A licence to create human-pig embryos to study heart disease has been issued by the fertility watchdog.This marks the third animal-human hybrid embryo licence to be issued by Human Fertilisation and Embryology Authority and the first since the Commons voted in favour of this controversial research last month. An HFEA spokesman said it had approved an application from the Clinical Sciences Research Institute, University of Warwick, for the creation of hybrid embryos. The centre has been offered a 12 month licence with effect from July 1. The effort at the University of Warwick is led by Professor Justin St John. "This new license allows us to attempt to make human pig clones to produce embryonic stem cells," he said, where embryonic stem cells are able to turn into the 200 plus types in the body. "We will take skin cells from patients who have a mutation for certain kinds of heart disease (cardiomyopathy, which makes the heart lose its pumping strength) and put them into pig eggs after their chromosomes have been removed. We will then make embryos so that we can attempt to derive embryonic stem cells which will allow us to study some of the molecular mechanisms associated with these heart diseases. "Ultimately they will help us to understand where some of the problems associated with these diseases arise and they could also provide models for the pharmaceutical industry to test new drugs. We will effectively be creating and studying these diseases in a dish.
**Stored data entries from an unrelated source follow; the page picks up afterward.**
// ABOUTME: Modem error type shared by the engine, wrapper, message layer and D-Bus surface
// ABOUTME: Provides structured error reporting with automatic conversion from I/O and serial errors

use crate::datatypes::ErrorKind;
use std::io;
use thiserror::Error;

/// Comprehensive error type for modem operations
///
/// Failures reported by the modem itself (or raised by the wrapper on its
/// behalf) carry an [`ErrorKind`] plus the textual fragment that produced
/// them. The remaining variants cover transport and programming errors.
#[derive(Debug, Error)]
pub enum ModemError {
    /// Failure with a stable kind and the raw text that triggered it
    #[error("{kind}: {text}")]
    Modem { kind: ErrorKind, text: String },

    /// I/O error on a serial port or socket
    #[error("Connection error: {0}")]
    Io(#[from] io::Error),

    /// Serial port could not be opened or configured
    #[error("Serial port error: {0}")]
    Serial(#[from] tokio_serial::Error),

    /// A response or notification pattern failed to compile
    #[error("Pattern error: {0}")]
    Pattern(#[from] regex::Error),

    /// Queued command removed before it was written
    #[error("Command cancelled")]
    Cancelled,

    /// The engine owning the port has shut down
    #[error("Port closed")]
    PortClosed,

    /// AT traffic attempted while the port carries a data call
    #[error("Port is in data mode")]
    DataMode,

    /// Operation not valid in the current device state
    #[error("Invalid state: {0}")]
    InvalidState(String),

    /// Malformed reply, PDU or argument
    #[error("Invalid data: {0}")]
    InvalidData(String),
}

/// Result type alias for modem operations
pub type ModemResult<T> = Result<T, ModemError>;

impl ModemError {
    pub fn new(kind: ErrorKind, text: impl Into<String>) -> Self {
        ModemError::Modem {
            kind,
            text: text.into(),
        }
    }

    /// Kind of a modem-reported failure, `None` for transport errors.
    pub fn kind(&self) -> Option<ErrorKind> {
        match self {
            ModemError::Modem { kind, .. } => Some(*kind),
            _ => None,
        }
    }

    pub fn is(&self, kind: ErrorKind) -> bool {
        self.kind() == Some(kind)
    }

    pub fn is_transient(&self) -> bool {
        self.kind().is_some_and(|k| k.is_transient())
    }

    /// D-Bus error name this error is exported under.
    pub fn dbus_name(&self) -> String {
        match self {
            ModemError::Modem { kind, .. } => kind.dbus_name(),
            ModemError::InvalidData(_) => ErrorKind::InputValueError.dbus_name(),
            ModemError::DataMode => ErrorKind::Connected.dbus_name(),
            _ => ErrorKind::GenericError.dbus_name(),
        }
    }

    /// Text attached to the error, without the kind prefix.
    pub fn text(&self) -> String {
        match self {
            ModemError::Modem { text, .. } => text.clone(),
            other => other.to_string(),
        }
    }
}

impl From<ErrorKind> for ModemError {
    fn from(kind: ErrorKind) -> Self {
        ModemError::new(kind, kind.name())
    }
}

#[cfg(test)]
mod tests {
    use super::*;

    #[test]
    fn test_kind_accessors() {
        let err = ModemError::new(ErrorKind::SimBusy, "+CME ERROR: 14");
        assert_eq!(err.kind(), Some(ErrorKind::SimBusy));
        assert!(err.is(ErrorKind::SimBusy));
        assert!(err.is_transient());
        assert_eq!(err.text(), "+CME ERROR: 14");
        assert_eq!(err.to_string(), "SimBusy: +CME ERROR: 14");
    }

    #[test]
    fn test_transport_errors_have_generic_name() {
        let err = ModemError::PortClosed;
        assert_eq!(err.kind(), None);
        assert_eq!(err.dbus_name(), "org.freedesktop.ModemManager.Error");
    }

    #[test]
    fn test_io_conversion() {
        let err: ModemError = io::Error::new(io::ErrorKind::BrokenPipe, "gone").into();
        assert!(matches!(err, ModemError::Io(_)));
    }
}
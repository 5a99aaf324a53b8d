// ABOUTME: org.freedesktop.ModemManager.Modem: enable, dial, hang up and the device properties
// ABOUTME: Property values come from the device's status board

use super::{DbusError, bool_prop, str_prop, u32_prop};
use crate::datatypes::Interface;
use crate::wrapper::Wrapper;
use std::sync::Arc;
use tracing::info;
use zbus::interface;
use zbus::object_server::SignalEmitter;

pub struct ModemIface {
    wrapper: Arc<Wrapper>,
}

impl ModemIface {
    pub fn new(wrapper: Arc<Wrapper>) -> Self {
        Self { wrapper }
    }
}

#[interface(name = "org.freedesktop.ModemManager.Modem")]
impl ModemIface {
    async fn enable(&self, enable: bool) -> Result<(), DbusError> {
        info!(enable, "Enable");
        if enable {
            self.wrapper.enable_device().await?;
        } else {
            self.wrapper.disable_device().await?;
        }
        Ok(())
    }

    async fn connect(&self, number: String) -> Result<(), DbusError> {
        Ok(self.wrapper.connect_to_internet(&number).await?)
    }

    async fn disconnect(&self) -> Result<(), DbusError> {
        Ok(self.wrapper.disconnect_from_internet().await?)
    }

    /// Manufacturer, model and firmware revision.
    async fn get_info(&self) -> Result<(String, String, String), DbusError> {
        let info = self.wrapper.get_info().await?;
        Ok((info.manufacturer, info.model, info.version))
    }

    /// Address and DNS servers of an NDIS call.
    #[zbus(name = "GetIP4Config")]
    async fn get_ip4_config(&self) -> Result<Vec<String>, DbusError> {
        Ok(self.wrapper.get_ip4_config().await?)
    }

    #[zbus(signal, name = "StateChanged")]
    pub async fn modem_state_changed(
        emitter: &SignalEmitter<'_>,
        old: u32,
        new: u32,
        reason: u32,
    ) -> zbus::Result<()>;

    #[zbus(property)]
    fn device(&self) -> String {
        str_prop(&self.wrapper, Interface::Modem, "Device")
    }

    #[zbus(property)]
    fn driver(&self) -> String {
        str_prop(&self.wrapper, Interface::Modem, "Driver")
    }

    #[zbus(property, name = "Type")]
    fn modem_type(&self) -> u32 {
        u32_prop(&self.wrapper, Interface::Modem, "Type")
    }

    #[zbus(property)]
    fn ip_method(&self) -> u32 {
        u32_prop(&self.wrapper, Interface::Modem, "IpMethod")
    }

    #[zbus(property)]
    fn equipment_identifier(&self) -> String {
        str_prop(&self.wrapper, Interface::Modem, "EquipmentIdentifier")
    }

    #[zbus(property)]
    fn unlock_required(&self) -> String {
        str_prop(&self.wrapper, Interface::Modem, "UnlockRequired")
    }

    #[zbus(property)]
    fn unlock_retries(&self) -> u32 {
        u32_prop(&self.wrapper, Interface::Modem, "UnlockRetries")
    }

    #[zbus(property)]
    fn enabled(&self) -> bool {
        bool_prop(&self.wrapper, Interface::Modem, "Enabled")
    }

    #[zbus(property)]
    fn state(&self) -> u32 {
        u32_prop(&self.wrapper, Interface::Modem, "State")
    }
}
"But it's important to say that we're at the very early stages of this research and it will take a considerable amount of time. There is still a great deal to learn about these techniques and much of our early work will involve understanding how we can make the hybrid cloning process as efficient as possible." The study is aimed at understanding the way power-producing structures in cells, called mitochondria, are passed from egg to embryo.